Day Four in Fort Stockton Water Hearings

By Geena Martinez
NewsWest 9

FORT STOCKTON - A controversial plan to ship water out of Pecos County is under the microscope. Oilman Clayton Williams wants to pump that water off his land and transport to Midland.

But he can't do it, unless he has a permit.

On Wednesday, things got tense in Fort Stockton in the fourth day of a permit hearing.

"We know the district has a big responsibility and we want to protect the water in this area," Brock Thompson, with Fort Stockton Holdings, said. "We're not trying to steal it."

It's a fight to the finish in Fort Stockton but only one will be victorious.

Wednesday was day four of the water permit hearing process in Pecos County.

On the stand was Mike Thornhill. His firm, the Thornhill Group, was hired by Fort Stockton Holdings to conduct studies on the aquifer.

Thornhill was on the stand for more than five hours taking questions. A representative from the company said it's all necessary.

"We know it's a long process and we understand this is all part of it," Thompson said. "It's a very emotional issue and we respect that."

Fort Stockton Mayor Ruben Falcon agrees it is very emotional. He said the citizens are worried.

"There's no other word, there's a fear of the unknown," he said.

Thornhill said the aquifer will have plenty of water for future generations.

While on the stand, he was pressed for answers regarding their studies, including claims Fort Stockton uses more water compared to other cities in the state.

"We want the district to have the right information to make the right decision," Thompson said.

But Mayor Falcon disagrees.

"That was a very misleading statement," he said. "The City of fort Stockton gives the county a lot of unmetered water for their parks and facilities."

Mayor Falcon said he's pleased their legal team is raising questions about such a hot topic.

"Any time one of their experts is struggling to give a yes or no answer, it just makes our statement stronger," he said.
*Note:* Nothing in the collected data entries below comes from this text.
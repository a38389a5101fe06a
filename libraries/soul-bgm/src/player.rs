//! Music player - owns both slots and orchestrates crossfades
//!
//! Coordinates the path store, the slot allocation policy and the fade
//! algorithm. The host calls [`MusicPlayer::play`] / [`MusicPlayer::stop`]
//! from its event handling and [`MusicPlayer::update`] once per frame.

use crate::{
    allocation::{self, AllocationReason},
    config::{MusicId, PlayerConfig},
    error::Result,
    fade,
    output::AudioOutput,
    paths::PathStore,
    slot::TrackSlot,
    types::{FadeState, PlayStatus, SlotId},
};
use std::fmt::Debug;
use std::hash::Hash;
use std::path::PathBuf;
use std::time::Duration;

/// Dual-slot background music player
///
/// Plays one song at a time. Requesting a new song while another plays
/// crossfades between them when volume fading is on, or cuts over
/// instantly when it is off.
pub struct MusicPlayer<Id, O> {
    /// Identifier to file path bindings
    paths: PathStore<Id>,

    /// The two playback channels
    slots: [TrackSlot<Id, O>; 2],

    /// Fade-in target and non-fading playback volume
    max_volume: f32,

    /// Crossfade instead of cutting
    fading: bool,

    /// Nominal length of one fade edge
    fade_duration: Duration,
}

impl<Id, O> MusicPlayer<Id, O>
where
    Id: Eq + Hash + Debug,
    O: AudioOutput,
{
    /// Create a player with default configuration
    ///
    /// # Arguments
    /// * `outputs` - Playback handles for slot 0 and slot 1
    pub fn new(outputs: [O; 2]) -> Self {
        Self::with_config(PlayerConfig::default(), outputs)
    }

    /// Create a player with explicit configuration
    pub fn with_config(config: PlayerConfig, outputs: [O; 2]) -> Self {
        let player = Self {
            paths: PathStore::new(),
            slots: outputs.map(TrackSlot::new),
            max_volume: config.max_volume,
            fading: config.fading,
            fade_duration: config.fade_duration(),
        };

        tracing::debug!(
            max_volume = player.max_volume,
            fading = player.fading,
            fade_seconds = player.fade_duration.as_secs_f32(),
            "Music player constructed"
        );

        player
    }

    /// Bind song identifiers to file paths
    ///
    /// Called during the host's loading stage, before the first `play`.
    pub fn load_paths<P, I>(&mut self, bindings: I)
    where
        P: Into<PathBuf>,
        I: IntoIterator<Item = (Id, P)>,
    {
        self.paths.extend(bindings);
        tracing::debug!(count = self.paths.len(), "Loaded music paths");
    }

    /// Path bindings
    pub fn paths(&self) -> &PathStore<Id> {
        &self.paths
    }

    /// Mutable path bindings
    pub fn paths_mut(&mut self) -> &mut PathStore<Id> {
        &mut self.paths
    }

    /// Play a song, crossfading from whatever is playing
    ///
    /// # Arguments
    /// * `id` - Song to play; must be bound by `load_paths`
    /// * `looping` - Restart the song when it ends
    ///
    /// # Errors
    /// * `TrackNotFound` - Nothing bound to `id`. No slot is touched.
    /// * `LoadingError` - The file could not be opened. The chosen slot's
    ///   previous song is gone; the other slot is untouched.
    pub fn play(&mut self, id: Id, looping: bool) -> Result<()> {
        tracing::debug!(
            id = ?id,
            looping,
            fading = self.fading,
            first = ?self.slots[0].status(),
            second = ?self.slots[1].status(),
            "Play requested"
        );

        let allocation = allocation::select_target(&self.slots);
        let target = allocation.target;
        let companion = allocation.companion();

        // Resolve before touching the target slot
        let path = self.paths.lookup(&id)?;

        match allocation.reason {
            AllocationReason::Idle => {
                tracing::debug!("Stop {}. Play {}", companion, target);
            }
            AllocationReason::Quieter => {
                tracing::debug!("Both tracks active. Replacing quieter {}", target);
            }
        }

        let slot = &mut self.slots[target.index()];
        if let Err(err) = slot.open(id, path) {
            tracing::warn!("Failed to open music for {}: {}", target, err);
            return Err(err);
        }
        slot.set_looping(looping);

        if self.fading {
            slot.set_fade_state(FadeState::FadeIn);
            slot.set_volume(0.0);
            slot.play();
            self.slots[companion.index()].set_fade_state(FadeState::FadeOut);

            tracing::info!("Playing {} with fading", target);
        } else {
            self.stop_slots();
            let slot = &mut self.slots[target.index()];
            slot.set_volume(self.max_volume);
            slot.play();

            tracing::info!("Playing {} without fading", target);
        }

        tracing::debug!(
            first = ?self.slots[0].status(),
            second = ?self.slots[1].status(),
            "Play finished"
        );

        Ok(())
    }

    /// Play a looping song
    pub fn play_looped(&mut self, id: Id) -> Result<()> {
        self.play(id, true)
    }

    /// Stop the music
    ///
    /// With fading on, playing slots are armed to fade out over the next
    /// `update` calls rather than silenced at once.
    pub fn stop(&mut self) {
        tracing::info!(fading = self.fading, "Stop requested");
        self.stop_slots();
    }

    fn stop_slots(&mut self) {
        for (slot_id, slot) in SlotId::ALL.into_iter().zip(self.slots.iter_mut()) {
            if self.fading && slot.is_playing() {
                slot.set_fade_state(FadeState::FadeOut);
                tracing::debug!("Fading out {}", slot_id);
            } else {
                slot.stop();
            }
        }
    }

    /// Advance fades by one frame
    ///
    /// # Arguments
    /// * `dt` - Time elapsed since the previous frame
    pub fn update(&mut self, dt: Duration) {
        let rate = fade::fade_rate(dt, self.fade_duration);

        for (slot_id, slot) in SlotId::ALL.into_iter().zip(self.slots.iter_mut()) {
            match slot.advance_fade(self.max_volume, rate) {
                Some(FadeState::FadeIn) => tracing::debug!("Fade in of {} done", slot_id),
                Some(FadeState::FadeOut) => tracing::debug!("Fade out of {} done", slot_id),
                Some(FadeState::None) | None => {}
            }
        }
    }

    /// Change the max volume, reconciling playing slots
    ///
    /// Louder slots are clamped at once (a fade-out would stop them).
    /// Quieter slots fade up when fading is on, or jump to the new max.
    pub fn set_max_volume(&mut self, volume: f32) {
        self.max_volume = volume;

        for slot in self.slots.iter_mut().filter(|slot| slot.is_playing()) {
            if slot.volume() > volume {
                slot.set_volume(volume);
            } else if self.fading {
                slot.set_fade_state(FadeState::FadeIn);
            } else {
                slot.set_volume(volume);
            }
        }

        tracing::debug!(max_volume = volume, "Max volume changed");
    }

    /// Set how long one fade edge lasts
    pub fn set_fade_speed(&mut self, duration: Duration) {
        self.fade_duration = duration;
    }

    /// Turn crossfading on or off
    pub fn set_volume_fading(&mut self, fading: bool) {
        self.fading = fading;
    }

    /// Current max volume
    pub fn max_volume(&self) -> f32 {
        self.max_volume
    }

    /// Current fade edge length
    pub fn fade_speed(&self) -> Duration {
        self.fade_duration
    }

    /// Check if crossfading is on
    pub fn volume_fading(&self) -> bool {
        self.fading
    }

    /// Snapshot of the active configuration
    pub fn config(&self) -> PlayerConfig {
        PlayerConfig {
            max_volume: self.max_volume,
            fade_seconds: self.fade_duration.as_secs_f32(),
            fading: self.fading,
        }
    }

    /// Borrow one slot
    pub fn slot(&self, slot: SlotId) -> &TrackSlot<Id, O> {
        &self.slots[slot.index()]
    }

    /// Mutably borrow one slot's output
    ///
    /// Transport changes made through this bypass the fade state machine.
    pub fn output_mut(&mut self, slot: SlotId) -> &mut O {
        self.slots[slot.index()].output_mut()
    }

    /// Fade transition of one slot
    pub fn fade_state(&self, slot: SlotId) -> FadeState {
        self.slot(slot).fade_state()
    }

    /// Transport status of one slot
    pub fn status(&self, slot: SlotId) -> PlayStatus {
        self.slot(slot).status()
    }

    /// Output volume of one slot
    pub fn slot_volume(&self, slot: SlotId) -> f32 {
        self.slot(slot).volume()
    }

    /// Check if any slot is mid-fade
    pub fn is_fading(&self) -> bool {
        self.slots
            .iter()
            .any(|slot| slot.fade_state() != FadeState::None)
    }

    /// Check if one playing slot fades in while the other fades out
    pub fn is_crossfading(&self) -> bool {
        let [first, second] = &self.slots;
        let rising_and_falling = |a: &TrackSlot<Id, O>, b: &TrackSlot<Id, O>| {
            a.fade_state() == FadeState::FadeIn
                && b.fade_state() == FadeState::FadeOut
                && a.is_playing()
                && b.is_playing()
        };
        rising_and_falling(first, second) || rising_and_falling(second, first)
    }
}

impl<O: AudioOutput> MusicPlayer<MusicId, O> {
    /// Bind every shipped song to its default path
    pub fn load_default_paths(&mut self) {
        self.load_paths(MusicId::default_bindings());
    }
}

impl<Id: Debug, O> Debug for MusicPlayer<Id, O>
where
    O: AudioOutput,
{
    fn fmt(&self, f: &mut std::fmt::Formatter<'_>) -> std::fmt::Result {
        fn summary<Id, O: AudioOutput>(
            slot: &TrackSlot<Id, O>,
        ) -> (Option<&Id>, PlayStatus, f32, FadeState) {
            (slot.track(), slot.status(), slot.volume(), slot.fade_state())
        }

        f.debug_struct("MusicPlayer")
            .field("first", &summary(&self.slots[0]))
            .field("second", &summary(&self.slots[1]))
            .field("max_volume", &self.max_volume)
            .field("fading", &self.fading)
            .field("fade_duration", &self.fade_duration)
            .finish()
    }
}
//! Track identifier to file path bindings

use crate::error::{BgmError, Result};
use std::collections::HashMap;
use std::fmt::Debug;
use std::hash::Hash;
use std::path::{Path, PathBuf};

/// Associative store linking track identifiers to music file paths
///
/// Rebinding an identifier replaces its previous path.
#[derive(Debug, Clone)]
pub struct PathStore<Id> {
    paths: HashMap<Id, PathBuf>,
}

impl<Id> PathStore<Id>
where
    Id: Eq + Hash + Debug,
{
    /// Create an empty store
    pub fn new() -> Self {
        Self {
            paths: HashMap::new(),
        }
    }

    /// Bind `id` to `path`
    pub fn bind(&mut self, id: Id, path: impl Into<PathBuf>) {
        let path = path.into();
        if let Some(previous) = self.paths.insert(id, path) {
            tracing::debug!("Rebound music path (was {})", previous.display());
        }
    }

    /// Look up the path bound to `id`
    ///
    /// # Returns
    /// * `Ok(path)` - Bound path
    /// * `Err(BgmError::TrackNotFound)` - Nothing bound to `id`
    pub fn lookup(&self, id: &Id) -> Result<&Path> {
        self.paths
            .get(id)
            .map(PathBuf::as_path)
            .ok_or_else(|| BgmError::track_not_found(id))
    }

    /// Remove a binding, returning its path
    pub fn release(&mut self, id: &Id) -> Option<PathBuf> {
        self.paths.remove(id)
    }

    /// Remove every binding
    pub fn clear(&mut self) {
        self.paths.clear();
    }

    /// Check if no path is bound
    pub fn is_empty(&self) -> bool {
        self.paths.is_empty()
    }

    /// Number of bound identifiers
    pub fn len(&self) -> usize {
        self.paths.len()
    }
}

impl<Id> Default for PathStore<Id>
where
    Id: Eq + Hash + Debug,
{
    fn default() -> Self {
        Self::new()
    }
}

impl<Id, P> Extend<(Id, P)> for PathStore<Id>
where
    Id: Eq + Hash + Debug,
    P: Into<PathBuf>,
{
    fn extend<T: IntoIterator<Item = (Id, P)>>(&mut self, iter: T) {
        for (id, path) in iter {
            self.bind(id, path);
        }
    }
}
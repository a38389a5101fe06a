//! Core types shared by slots, the fade algorithm and the player

use serde::{Deserialize, Serialize};

/// Transport status reported by an audio output
#[derive(Debug, Clone, Copy, PartialEq, Eq, Default, Serialize, Deserialize)]
pub enum PlayStatus {
    /// Nothing playing; position reset
    #[default]
    Stopped,

    /// Currently playing
    Playing,

    /// Paused mid-track
    Paused,
}

/// Fade transition a slot is going through
#[derive(Debug, Clone, Copy, PartialEq, Eq, Default, Serialize, Deserialize)]
pub enum FadeState {
    /// Volume left alone by `update`
    #[default]
    None,

    /// Rising toward the player's max volume
    FadeIn,

    /// Falling toward silence; the song stops when it gets there
    FadeOut,
}

/// One of the two playback slots
#[derive(Debug, Clone, Copy, PartialEq, Eq, Hash, Serialize, Deserialize)]
pub enum SlotId {
    /// Slot 0
    First,

    /// Slot 1
    Second,
}

impl SlotId {
    /// Both slots, in allocation order
    pub const ALL: [SlotId; 2] = [SlotId::First, SlotId::Second];

    /// Array index of the slot
    #[inline]
    pub fn index(self) -> usize {
        match self {
            SlotId::First => 0,
            SlotId::Second => 1,
        }
    }

    /// The companion slot
    #[inline]
    pub fn other(self) -> SlotId {
        match self {
            SlotId::First => SlotId::Second,
            SlotId::Second => SlotId::First,
        }
    }
}

impl std::fmt::Display for SlotId {
    fn fmt(&self, f: &mut std::fmt::Formatter<'_>) -> std::fmt::Result {
        write!(f, "track {}", self.index())
    }
}

#[cfg(test)]
mod tests {
    use super::*;

    #[test]
    fn slot_ids_pair_up() {
        assert_eq!(SlotId::First.other(), SlotId::Second);
        assert_eq!(SlotId::Second.other(), SlotId::First);
        assert_eq!(SlotId::ALL.map(SlotId::index), [0, 1]);
    }

    #[test]
    fn defaults_are_idle() {
        assert_eq!(PlayStatus::default(), PlayStatus::Stopped);
        assert_eq!(FadeState::default(), FadeState::None);
    }

    #[test]
    fn slot_display() {
        assert_eq!(SlotId::Second.to_string(), "track 1");
    }
}
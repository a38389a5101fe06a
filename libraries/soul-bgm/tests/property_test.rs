//! Property-based tests for the fade algorithm and allocation policy
//!
//! Uses proptest to check fade invariants across frame rates, fade speeds
//! and volume ceilings.

mod test_helpers;

use proptest::prelude::*;
use soul_bgm::{
    approx_eq, choose,
    fade::{fade_in_step, fade_out_step, fade_rate},
    FadeState, MusicId, PlayStatus, SlotId,
};
use std::time::Duration;
use test_helpers::{idle_player, player_with, ScriptedOutput};

// ===== Helpers =====

fn frame_time() -> impl Strategy<Value = Duration> {
    (4u64..50).prop_map(Duration::from_millis)
}

fn fade_time() -> impl Strategy<Value = Duration> {
    (100u64..3_000).prop_map(Duration::from_millis)
}

fn status() -> impl Strategy<Value = PlayStatus> {
    prop_oneof![
        Just(PlayStatus::Stopped),
        Just(PlayStatus::Playing),
        Just(PlayStatus::Paused),
    ]
}

/// Frames a full fade may take: the low band plus one flat step per unit
fn frame_budget(dt: Duration, fade: Duration, max_volume: f32) -> usize {
    let low_band = (fade.as_secs_f32() / dt.as_secs_f32()).ceil() as usize;
    low_band + max_volume.ceil() as usize + 2
}

// ===== Property Tests =====

proptest! {
    /// Property: fade-in rises monotonically and settles exactly on max volume
    #[test]
    fn fade_in_converges_monotonically(
        dt in frame_time(),
        fade in fade_time(),
        max_volume in 0.0f32..=100.0,
    ) {
        let mut player = idle_player();
        player.set_fade_speed(fade);
        player.set_max_volume(max_volume);
        player.play_looped(MusicId::TitleScreen).unwrap();

        let budget = frame_budget(dt, fade, max_volume);
        let mut previous = player.slot_volume(SlotId::First);
        let mut frames = 0;

        while player.fade_state(SlotId::First) == FadeState::FadeIn {
            player.update(dt);
            frames += 1;

            let volume = player.slot_volume(SlotId::First);
            prop_assert!(volume >= previous, "volume fell from {} to {}", previous, volume);
            prop_assert!(volume <= max_volume);
            prop_assert!(frames <= budget, "fade-in exceeded {} frames", budget);
            previous = volume;
        }

        prop_assert_eq!(player.slot_volume(SlotId::First), max_volume);
        prop_assert_eq!(player.status(SlotId::First), PlayStatus::Playing);
    }

    /// Property: fade-out falls monotonically, reaches exactly zero and stops
    #[test]
    fn fade_out_converges_and_stops(
        dt in frame_time(),
        fade in fade_time(),
        start in 0.5f32..=100.0,
    ) {
        let mut player = player_with(ScriptedOutput::playing(start), ScriptedOutput::default());
        player.set_fade_speed(fade);
        player.stop();

        let budget = frame_budget(dt, fade, start);
        let mut previous = start;
        let mut frames = 0;

        while player.fade_state(SlotId::First) == FadeState::FadeOut {
            player.update(dt);
            frames += 1;

            let volume = player.slot_volume(SlotId::First);
            prop_assert!(volume <= previous, "volume rose from {} to {}", previous, volume);
            prop_assert!(volume >= 0.0);
            prop_assert!(frames <= budget, "fade-out exceeded {} frames", budget);
            previous = volume;
        }

        prop_assert_eq!(player.slot_volume(SlotId::First), 0.0);
        prop_assert_eq!(player.status(SlotId::First), PlayStatus::Stopped);
    }

    /// Property: one step never crosses its bound and never moves backward
    #[test]
    fn single_steps_stay_in_bounds(
        volume in 0.0f32..=100.0,
        max_volume in 0.0f32..=100.0,
        dt in frame_time(),
        fade in fade_time(),
    ) {
        let rate = fade_rate(dt, fade);
        let current = volume.min(max_volume);

        let up = fade_in_step(current, max_volume, rate);
        prop_assert!(up >= current && up <= max_volume);

        let down = fade_out_step(volume, rate);
        prop_assert!(down <= volume && down >= 0.0);
    }

    /// Property: allocation only replaces an active slot when none is stopped,
    /// and then always the quieter one
    #[test]
    fn allocation_prefers_stopped_then_quieter(
        first in (status(), 0.0f32..=100.0),
        second in (status(), 0.0f32..=100.0),
    ) {
        let allocation = choose(first, second);

        if first.0 == PlayStatus::Stopped {
            prop_assert_eq!(allocation.target, SlotId::First);
        } else if second.0 == PlayStatus::Stopped {
            prop_assert_eq!(allocation.target, SlotId::Second);
        } else {
            let (target, other) = match allocation.target {
                SlotId::First => (first.1, second.1),
                SlotId::Second => (second.1, first.1),
            };
            prop_assert!(target <= other);
        }
    }

    /// Property: equality is reflexive and tolerates a one-ulp difference
    #[test]
    fn approx_eq_tolerates_one_ulp(value in 1.0f32..=100.0) {
        let next = f32::from_bits(value.to_bits() + 1);

        prop_assert!(approx_eq(value, value));
        prop_assert!(approx_eq(value, next));
        prop_assert!(!approx_eq(value, value + 0.01));
    }
}
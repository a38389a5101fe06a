//! Per-frame fade volume interpolation
//!
//! Volume changes are easy to hear near silence and hard to hear above
//! about 20, so the two bands step differently:
//! - Below [`SIGNIFICANT_VOLUME`]: a time-scaled rate, so crossing the low
//!   band takes the configured fade duration regardless of frame rate
//! - At or above it: a flat step of 1 per frame
//!
//! Fade-in clamps at the max volume and fade-out clamps at zero, so both
//! edges land exactly on their target.

use crate::{
    float::approx_eq,
    output::AudioOutput,
    slot::TrackSlot,
    types::FadeState,
};
use std::time::Duration;

/// Upper bound of the low, time-scaled volume band
pub const SIGNIFICANT_VOLUME: f32 = 20.0;

/// Volume change per frame once past the low band
pub const FLAT_STEP: f32 = 1.0;

/// Low-band volume change for a frame lasting `dt`
///
/// A zero fade duration gives an infinite rate, crossing the low band in a
/// single frame.
#[inline]
pub fn fade_rate(dt: Duration, fade_duration: Duration) -> f32 {
    if fade_duration.is_zero() {
        return f32::INFINITY;
    }
    SIGNIFICANT_VOLUME * (dt.as_secs_f32() / fade_duration.as_secs_f32())
}

/// Next volume while fading in toward `max_volume`
#[inline]
pub fn fade_in_step(volume: f32, max_volume: f32, rate: f32) -> f32 {
    let step = if volume < SIGNIFICANT_VOLUME {
        rate
    } else {
        FLAT_STEP
    };
    max_volume.min(volume + step)
}

/// Next volume while fading out toward silence
#[inline]
pub fn fade_out_step(volume: f32, rate: f32) -> f32 {
    let step = if volume < SIGNIFICANT_VOLUME {
        rate
    } else {
        FLAT_STEP
    };
    0.0f32.max(volume - step)
}

impl<Id, O: AudioOutput> TrackSlot<Id, O> {
    /// Advance this slot's fade by one frame
    ///
    /// Returns the fade that completed this frame, if any. A finished
    /// fade-in keeps the song playing at max volume; a finished fade-out
    /// stops it.
    pub(crate) fn advance_fade(&mut self, max_volume: f32, rate: f32) -> Option<FadeState> {
        match self.fade_state() {
            FadeState::None => None,
            FadeState::FadeIn => {
                let volume = fade_in_step(self.volume(), max_volume, rate);
                self.set_volume(volume);
                tracing::trace!(volume, "Fade in");

                // Compare what the output reports, not what was requested
                if approx_eq(self.volume(), max_volume) {
                    self.set_fade_state(FadeState::None);
                    Some(FadeState::FadeIn)
                } else {
                    None
                }
            }
            FadeState::FadeOut => {
                let volume = fade_out_step(self.volume(), rate);
                self.set_volume(volume);
                tracing::trace!(volume, "Fade out");

                if approx_eq(self.volume(), 0.0) {
                    self.set_fade_state(FadeState::None);
                    self.stop();
                    Some(FadeState::FadeOut)
                } else {
                    None
                }
            }
        }
    }
}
But Fort Stockton Holdings feels very confident as well, but what the Middle Pecos Groundwater Conservation District board decides remains to be seen.

"We look forward to a good outcome and getting the water to West Texas where we think it needs to be," Thompson said. "We're all hurting right now."

NewsWest 9 was not able to interview Mike Thornhill on Wednesday afternoon because he was still on the stand.

However, we did receive a statement from him regarding claims of inaccurate studies.

Thornhill said he and his employees at the Thornhill Group hold themselves to the highest integrity and he is very confident in their findings.

He also said he has over 20 years of experience and is using that to present his findings to the board.